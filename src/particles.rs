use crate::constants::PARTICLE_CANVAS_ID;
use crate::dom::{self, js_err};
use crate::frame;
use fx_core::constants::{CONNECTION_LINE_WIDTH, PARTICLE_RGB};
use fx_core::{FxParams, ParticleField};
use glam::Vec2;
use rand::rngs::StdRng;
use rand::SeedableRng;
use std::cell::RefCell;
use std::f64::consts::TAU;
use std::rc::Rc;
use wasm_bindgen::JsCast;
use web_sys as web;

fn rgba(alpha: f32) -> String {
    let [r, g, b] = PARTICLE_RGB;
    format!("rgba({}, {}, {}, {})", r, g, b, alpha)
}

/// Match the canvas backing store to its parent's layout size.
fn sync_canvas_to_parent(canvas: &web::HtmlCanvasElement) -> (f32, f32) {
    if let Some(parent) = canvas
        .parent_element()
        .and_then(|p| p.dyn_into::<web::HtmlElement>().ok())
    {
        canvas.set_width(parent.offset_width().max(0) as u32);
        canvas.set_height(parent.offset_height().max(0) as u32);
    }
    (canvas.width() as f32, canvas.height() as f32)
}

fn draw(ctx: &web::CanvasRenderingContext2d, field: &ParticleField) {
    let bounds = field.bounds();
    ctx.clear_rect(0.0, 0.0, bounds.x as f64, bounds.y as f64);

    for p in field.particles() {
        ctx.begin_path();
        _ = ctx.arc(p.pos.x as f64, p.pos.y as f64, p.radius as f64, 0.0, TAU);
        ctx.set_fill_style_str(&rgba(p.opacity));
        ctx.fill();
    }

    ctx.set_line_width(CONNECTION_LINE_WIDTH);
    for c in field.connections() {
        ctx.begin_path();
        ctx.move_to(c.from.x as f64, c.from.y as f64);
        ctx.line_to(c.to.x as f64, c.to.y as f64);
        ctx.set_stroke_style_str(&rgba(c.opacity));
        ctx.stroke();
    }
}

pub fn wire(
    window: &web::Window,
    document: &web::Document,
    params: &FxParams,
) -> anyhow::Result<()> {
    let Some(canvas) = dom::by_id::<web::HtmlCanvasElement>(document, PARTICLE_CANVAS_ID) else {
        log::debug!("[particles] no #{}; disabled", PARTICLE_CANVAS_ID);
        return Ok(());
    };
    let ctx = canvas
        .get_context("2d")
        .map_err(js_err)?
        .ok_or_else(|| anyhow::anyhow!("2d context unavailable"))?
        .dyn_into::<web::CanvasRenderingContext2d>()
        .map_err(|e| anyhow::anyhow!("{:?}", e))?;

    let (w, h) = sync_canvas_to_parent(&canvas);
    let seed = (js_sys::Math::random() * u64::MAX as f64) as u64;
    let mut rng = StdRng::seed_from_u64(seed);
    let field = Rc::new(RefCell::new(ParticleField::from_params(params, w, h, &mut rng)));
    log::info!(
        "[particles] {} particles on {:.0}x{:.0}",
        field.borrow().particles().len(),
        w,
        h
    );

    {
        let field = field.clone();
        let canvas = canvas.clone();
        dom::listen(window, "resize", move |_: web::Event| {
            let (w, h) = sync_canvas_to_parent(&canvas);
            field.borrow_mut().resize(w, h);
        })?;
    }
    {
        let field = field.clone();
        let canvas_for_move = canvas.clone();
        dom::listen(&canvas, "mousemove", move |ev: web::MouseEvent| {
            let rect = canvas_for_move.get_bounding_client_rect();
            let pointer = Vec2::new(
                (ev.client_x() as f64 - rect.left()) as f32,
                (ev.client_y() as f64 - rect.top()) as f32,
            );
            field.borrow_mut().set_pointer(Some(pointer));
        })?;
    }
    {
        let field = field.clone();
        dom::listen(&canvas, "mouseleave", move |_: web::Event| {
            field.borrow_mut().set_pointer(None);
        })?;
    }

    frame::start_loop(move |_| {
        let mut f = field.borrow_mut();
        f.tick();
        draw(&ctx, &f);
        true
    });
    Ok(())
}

...

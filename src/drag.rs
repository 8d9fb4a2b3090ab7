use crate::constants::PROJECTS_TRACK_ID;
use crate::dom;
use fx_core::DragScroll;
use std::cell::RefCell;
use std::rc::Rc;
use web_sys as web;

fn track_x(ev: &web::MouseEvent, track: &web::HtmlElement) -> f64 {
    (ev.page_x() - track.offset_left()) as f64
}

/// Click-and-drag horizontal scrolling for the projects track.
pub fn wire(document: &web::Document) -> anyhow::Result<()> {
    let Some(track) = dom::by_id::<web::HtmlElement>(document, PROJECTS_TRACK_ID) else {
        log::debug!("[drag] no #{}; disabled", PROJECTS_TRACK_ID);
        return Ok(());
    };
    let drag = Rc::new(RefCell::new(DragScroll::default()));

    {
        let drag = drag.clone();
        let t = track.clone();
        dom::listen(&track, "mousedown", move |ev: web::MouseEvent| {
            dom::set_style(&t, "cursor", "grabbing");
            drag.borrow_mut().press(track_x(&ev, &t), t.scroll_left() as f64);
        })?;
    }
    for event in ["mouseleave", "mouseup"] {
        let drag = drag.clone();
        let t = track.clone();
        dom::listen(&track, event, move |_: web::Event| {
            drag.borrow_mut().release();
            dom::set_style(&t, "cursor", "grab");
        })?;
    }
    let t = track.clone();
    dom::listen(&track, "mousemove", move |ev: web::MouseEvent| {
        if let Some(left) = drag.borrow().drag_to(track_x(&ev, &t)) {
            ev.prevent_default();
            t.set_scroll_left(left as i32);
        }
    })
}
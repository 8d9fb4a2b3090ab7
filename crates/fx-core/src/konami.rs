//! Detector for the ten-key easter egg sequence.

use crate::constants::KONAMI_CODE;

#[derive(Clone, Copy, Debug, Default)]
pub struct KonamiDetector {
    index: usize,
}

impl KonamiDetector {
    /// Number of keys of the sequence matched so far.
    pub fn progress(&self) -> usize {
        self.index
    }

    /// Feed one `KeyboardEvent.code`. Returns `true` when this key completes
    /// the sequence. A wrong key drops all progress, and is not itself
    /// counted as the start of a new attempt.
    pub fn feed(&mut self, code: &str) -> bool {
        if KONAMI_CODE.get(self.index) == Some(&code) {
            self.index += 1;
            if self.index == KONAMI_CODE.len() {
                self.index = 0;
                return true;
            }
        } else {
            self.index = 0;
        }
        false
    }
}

[What you are asked to do] Read through the material above, and whenever a line contains "alpha", copy it.

[Response to the exercise]
fn rgba(alpha: f32) -> String {
    format!("rgba({}, {}, {}, {})", r, g, b, alpha)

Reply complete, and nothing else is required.